Most of us drive to work in the morning.
Except for Amish people, welfare recipients, and Superman, though I’m fairly certain that neither of my readers fall into those categories.
And, like most people, few things strike dread into my little Ben heart like seeing one of those signs that tells you that half the road is closed and so you get into the lane that’s going to be staying open and then watch as all the selfish buttweasels of the road zoom past you in the soon-to-be-closed lane, merging at the last moment at the expense of more generous souls than themselves (Buttweasels of the Road, by the way, would be a totally sweet name for a band).
But one thing you are not likely to see as you drive to work, is Screech and the Road Crew (which would also make a stellar name for a band).
The other day though, that is exactly what I saw.

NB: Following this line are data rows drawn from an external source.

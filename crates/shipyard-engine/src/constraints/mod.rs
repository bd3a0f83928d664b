//! Built-in constraint evaluators
//!
//! - [`ArtifactUsedConstraintEvaluator`]: implicit; some resource in the
//!   environment deploys the artifact
//! - [`DependsOnConstraintEvaluator`]: the version reached another environment
//! - [`AllowedTimesConstraintEvaluator`]: promotion windows
//! - [`ManualJudgementConstraintEvaluator`]: stateful human approval

mod allowed_times;
mod artifact_used;
mod depends_on;
mod manual_judgement;

use std::sync::Arc;

use shipyard_core::{ArtifactRepository, Clock, ConstraintEvaluator, DeliveryConfigRepository};

pub use allowed_times::AllowedTimesConstraintEvaluator;
pub use artifact_used::ArtifactUsedConstraintEvaluator;
pub use depends_on::DependsOnConstraintEvaluator;
pub use manual_judgement::ManualJudgementConstraintEvaluator;

/// Every built-in evaluator
pub fn builtin(
    delivery_configs: Arc<dyn DeliveryConfigRepository>,
    artifacts: Arc<dyn ArtifactRepository>,
    clock: Arc<dyn Clock>,
) -> Vec<Arc<dyn ConstraintEvaluator>> {
    vec![
        Arc::new(ArtifactUsedConstraintEvaluator),
        Arc::new(DependsOnConstraintEvaluator::new(artifacts)),
        Arc::new(AllowedTimesConstraintEvaluator::new(clock.clone())),
        Arc::new(ManualJudgementConstraintEvaluator::new(delivery_configs, clock)),
    ]
}
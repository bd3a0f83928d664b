//! Resource handler contract

use serde_json::Value;

use crate::diff::ResourceDiff;
use crate::error::PluginError;
use crate::model::{Resource, ResourceKind, Task};

/// Whether a handler will act on a diff
#[derive(Debug, Clone, PartialEq, Eq)]
pub struct ActionDecision {
    /// Proceed with create/update
    pub will_act: bool,
    /// Why not, when declining
    pub message: Option<String>,
}

impl ActionDecision {
    /// Proceed
    #[inline]
    #[must_use]
    pub fn proceed() -> Self {
        Self {
            will_act: true,
            message: None,
        }
    }

    /// Decline with a reason
    #[must_use]
    pub fn decline(message: impl Into<String>) -> Self {
        Self {
            will_act: false,
            message: Some(message.into()),
        }
    }
}

/// Resolves and actuates one resource kind
///
/// Only the handler whose [`ResourceHandler::supported_kind`] equals the
/// resource's kind is ever invoked for that resource.
#[cfg_attr(feature = "mocks", mockall::automock)]
#[async_trait::async_trait]
pub trait ResourceHandler: Send + Sync {
    /// Handler name, reported with launched tasks
    fn name(&self) -> &'static str;

    /// Kind this handler owns
    fn supported_kind(&self) -> ResourceKind;

    /// Desired state
    async fn desired(&self, resource: &Resource) -> Result<Value, PluginError>;

    /// Current state, `None` when it does not exist
    async fn current(&self, resource: &Resource) -> Result<Option<Value>, PluginError>;

    /// Create a missing resource
    async fn create(&self, resource: &Resource, diff: &ResourceDiff)
        -> Result<Vec<Task>, PluginError>;

    /// Converge a drifted resource
    async fn update(&self, resource: &Resource, diff: &ResourceDiff)
        -> Result<Vec<Task>, PluginError>;

    /// Delete the resource
    async fn delete(&self, resource: &Resource) -> Result<Vec<Task>, PluginError>;

    /// External work for this resource is still running
    async fn actuation_in_progress(&self, resource: &Resource) -> Result<bool, PluginError>;

    /// Whether the diff is something this handler acts on
    async fn will_take_action(
        &self,
        resource: &Resource,
        diff: &ResourceDiff,
    ) -> Result<ActionDecision, PluginError>;

    /// Artifact version the desired state deploys
    fn artifact_version(&self, desired: &Value) -> Option<String>;
}
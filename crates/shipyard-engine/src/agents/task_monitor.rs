use std::sync::Arc;

use futures::future::join_all;
use shipyard_core::{
    AgentError, Clock, DeliveryEvent, EventPublisher, ScheduledAgent, TaskLauncher, TaskRecord,
    TaskStatus,
};
use tracing::{debug, info, warn};

use crate::repositories::Repositories;

/// Polls in-flight tasks and records how they finished
///
/// A finished task becomes a `ResourceTaskSucceeded` or `ResourceTaskFailed`
/// entry in its resource's history, which the next resource check reads to
/// report the delta as resolved.
pub struct TaskMonitorAgent {
    repositories: Repositories,
    launcher: Arc<dyn TaskLauncher>,
    publisher: Arc<dyn EventPublisher>,
    clock: Arc<dyn Clock>,
}

impl TaskMonitorAgent {
    pub const LOCK_NAME: &'static str = "TaskMonitorAgent";

    pub fn new(
        repositories: Repositories,
        launcher: Arc<dyn TaskLauncher>,
        publisher: Arc<dyn EventPublisher>,
        clock: Arc<dyn Clock>,
    ) -> Self {
        Self {
            repositories,
            launcher,
            publisher,
            clock,
        }
    }

    async fn finish(&self, task: &TaskRecord, status: TaskStatus) -> Result<(), AgentError> {
        self.repositories.tasks.update_status(&task.id, status).await?;
        let resource = match self.repositories.resources.get(&task.resource_id).await {
            Ok(resource) => resource,
            Err(e) if e.is_not_found() => {
                debug!("task {} finished for removed resource {}", task.id, task.resource_id);
                return Ok(());
            }
            Err(e) => return Err(e.into()),
        };

        let at = self.clock.now();
        let event = match status {
            TaskStatus::Succeeded => DeliveryEvent::ResourceTaskSucceeded {
                resource: (&resource).into(),
                task_id: task.id.clone(),
                at,
            },
            TaskStatus::Failed | TaskStatus::Cancelled | TaskStatus::Running => {
                DeliveryEvent::ResourceTaskFailed {
                    resource: (&resource).into(),
                    task_id: task.id.clone(),
                    message: Some(format!("{} ended as {:?}", task.name, status)),
                    at,
                }
            }
        };
        info!("task {} of {} finished: {:?}", task.id, task.resource_id, status);
        self.repositories.resources.append_history(&event).await?;
        self.publisher.publish(event);
        Ok(())
    }
}

#[async_trait::async_trait]
impl ScheduledAgent for TaskMonitorAgent {
    fn lock_name(&self) -> &'static str {
        Self::LOCK_NAME
    }

    fn lock_timeout_seconds(&self) -> u64 {
        300
    }

    async fn invoke_agent(&self) -> Result<(), AgentError> {
        let tasks = self.repositories.tasks.all_in_flight().await?;
        let statuses = join_all(tasks.iter().map(|task| self.launcher.task_status(&task.id))).await;
        for (task, status) in tasks.iter().zip(statuses) {
            match status {
                Ok(TaskStatus::Running) => {}
                Ok(status) => self.finish(task, status).await?,
                Err(e) => warn!("unable to get status of task {}: {}", task.id, e),
            }
        }
        Ok(())
    }
}

#[cfg(test)]
mod tests {
    use super::*;
    use shipyard_core::plugins::MockTaskLauncher;
    use shipyard_core::{PluginError, ResourceRepository, TaskTrackingRepository};
    use shipyard_test_utils::{clock, cluster, delivery_config, seeded_store, start_time, RecordingPublisher, APPLICATION};

    fn running(id: &str, environment: &str) -> TaskRecord {
        TaskRecord {
            id: id.into(),
            name: format!("deploy {environment}"),
            resource_id: cluster(environment).id,
            application: APPLICATION.into(),
            environment_name: environment.into(),
            artifact_version: Some("1.0".into()),
            started_at: start_time(),
            status: TaskStatus::Running,
        }
    }

    #[tokio::test]
    async fn finished_tasks_are_recorded_in_history() {
        let clock = clock();
        let store = seeded_store(&delivery_config(), clock.clone()).await;
        for task in [running("t1", "test"), running("t2", "staging"), running("t3", "staging")] {
            TaskTrackingRepository::store(store.as_ref(), task).await.unwrap();
        }
        let mut launcher = MockTaskLauncher::new();
        launcher.expect_task_status().returning(|id| match id {
            "t1" => Ok(TaskStatus::Succeeded),
            "t2" => Ok(TaskStatus::Failed),
            _ => Err(PluginError::CurrentlyUnresolvable("orca unavailable".into())),
        });
        let publisher = RecordingPublisher::new();
        let agent = TaskMonitorAgent::new(
            Repositories::from_store(store.clone()),
            Arc::new(launcher),
            publisher.clone(),
            clock,
        );

        agent.invoke_agent().await.unwrap();

        let in_flight: Vec<String> = store.all_in_flight().await.unwrap().into_iter().map(|t| t.id).collect();
        assert_eq!(in_flight, ["t3"]);
        let test = store.last_event(&cluster("test").id).await.unwrap().unwrap();
        assert_eq!(test.name(), "ResourceTaskSucceeded");
        let staging = store.last_event(&cluster("staging").id).await.unwrap().unwrap();
        assert_eq!(staging.name(), "ResourceTaskFailed");
        assert_eq!(publisher.events().len(), 2);
    }
}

It was, I believe, a Tuesday (that’s Dia del pantalones de los yacs, for all my readers South of the Border), or possibly some other day. Anyway, as I drove along down Chippenham Parkway, named for the abundant (and resplendent) ham fields of Chesterfield, I passed a road crew. In most respects, this was an ordinary enough road crew, a bunch of tough-looking guys, wearing wife beaters and jeans, standing around leaning on their shovels as their foreman gave them their marching orders for the day. The foreman however, was not just any foreman. He was, in a word, Screech. Yes, good reader, it was as if Screech himself had returned from the dead, or from South America, where he’s raising and army of Hitler clones, or possibly just hanging out in North Dakota, teaching baboons to do macramé, only to take up the mantle of highway foreman guy. Now, as you might expect, most of the normal looking construction guys were looking at him kind of funny. “Surely, Screech, the very world itself is your cashew. What calls you from the marbled halls of your ivory palace to soil your hands with us mere Plebians?” they seemed to say. But I think that for all of their wonder, it was not entirely unmingled with a newfound respect, like when Elvis joined the army, or when Darth Vader volunteered at that bake sale.
Now, the question which next occupies my mind is this: What road construction project could possibly be so terribly important that Screech would return, whether from the very grave, or merely from the red-litten aeon-ageless City of Kadatheron, which rises lonely and majestic by the magical gumdrop river of Snarg. All I can think of is that some higher power wishes to ease my daily commute to work. Perhaps knowing of the recent plan between Twitch and I to conquer the world (or at least the Richmond Metro Area), the VDOT gods have desired to smooth my way along, by improving the last mile of Chippenham Parkway. If this is so, I shall put up many temples and Chuck-E-Cheese’s in their honor when at last the triumphal day arrives. Perhaps though, the forces behind this recent Screechly repaving are less than benevolent, and wish merely to lull me into a false sense of security, that they may speed me to my destruction all the sooner. Only time will tell. Even the wisest cannot always know the future, for as Twitch himself, diabolical genius that he is, once said, “Sometimes I just flap my arms, and hope something happens.” Sobering words, and ones that we all ought take more to heart.